• D2 agonist;
  • DD2R;
  • Drosophila melanogaster ;
  • Parkinson's disease;
  • primary neuronal culture


Drosophila melanogaster is widely used to study genetic factors causing Parkinson's disease (PD) largely because of the use of sophisticated genetic approaches and the presence of a high conservation of gene sequence/function between Drosophila and mammals. However, in Drosophila, little has been done to study the environmental factors which cause over 90% of PD cases. We used Drosophila primary neuronal culture to study degenerative effects of a well-known PD toxin MPP+. Dopaminergic (DA) neurons were selectively degenerated by MPP+, whereas cholinergic and GABAergic neurons were not affected.
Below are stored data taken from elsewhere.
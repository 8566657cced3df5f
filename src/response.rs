//! JSON envelope consumed by the dashboard charts.
//!
//! Shape: `{ "errors"?: [...], "data": { user_id, category,
//! defuzzification_value, inputs, fuzzy_membership, inference_output } }`.

use serde::Serialize;

use crate::engine::Assessment;
use crate::models::{
    CategoryDegrees, Classification, ClassificationResult, MembershipVector, MetricInput,
};

#[derive(Debug, Clone, Serialize)]
pub struct ErrorDetail {
    #[serde(skip_serializing_if = "Option::is_none")]
    pub field: Option<String>,
    pub message: String,
}

#[derive(Debug, Clone, Serialize)]
pub struct Envelope<T> {
    #[serde(skip_serializing_if = "Vec::is_empty")]
    pub errors: Vec<ErrorDetail>,
    pub data: Option<T>,
}

#[derive(Debug, Clone, Serialize)]
pub struct FuzzyData<'a> {
    pub user_id: Option<i64>,
    pub category: Classification,
    pub defuzzification_value: Option<f64>,
    pub inputs: &'a MetricInput,
    pub fuzzy_membership: &'a MembershipVector,
    pub inference_output: &'a CategoryDegrees,
}

impl<'a> FuzzyData<'a> {
    pub fn new(user_id: Option<i64>, result: &'a ClassificationResult) -> Self {
        Self {
            user_id,
            category: result.category,
            defuzzification_value: result.crisp_score,
            inputs: &result.inputs,
            fuzzy_membership: &result.fuzzy_membership,
            inference_output: &result.inference_output,
        }
    }
}

pub fn success(user_id: Option<i64>, result: &ClassificationResult) -> Envelope<FuzzyData<'_>> {
    Envelope {
        errors: Vec::new(),
        data: Some(FuzzyData::new(user_id, result)),
    }
}

/// Envelope for a batch row; a rejected row carries its error and no data.
pub fn from_assessment(assessment: &Assessment) -> Envelope<FuzzyData<'_>> {
    match &assessment.outcome {
        Ok(result) => success(assessment.student.user_id, result),
        Err(err) => Envelope {
            errors: vec![ErrorDetail {
                field: None,
                message: err.to_string(),
            }],
            data: None,
        },
    }
}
This DA neuronal loss was because of post-mitotic degeneration, not by inhibition of DA neuronal differentiation. We also found that MPP+-mediated neurodegeneration was rescued by D2 agonists quinpirole and bromocriptine. This rescue was through activation of Drosophila D2 receptor DD2R, as D2 agonists failed to rescue MPP+-toxicity in neuronal cultures prepared from both a DD2R deficiency line and a transgenic line pan-neuronally expressing DD2R RNAi. Furthermore, DD2R autoreceptors in DA neurons played a critical role in the rescue. When DD2R RNAi was expressed only in DA neurons, MPP+ toxicity was not rescued by D2 agonists. Our study also showed that rescue of DA neurodegeneration by Drosophila DD2R activation was mediated through suppression of action potentials in DA neurons.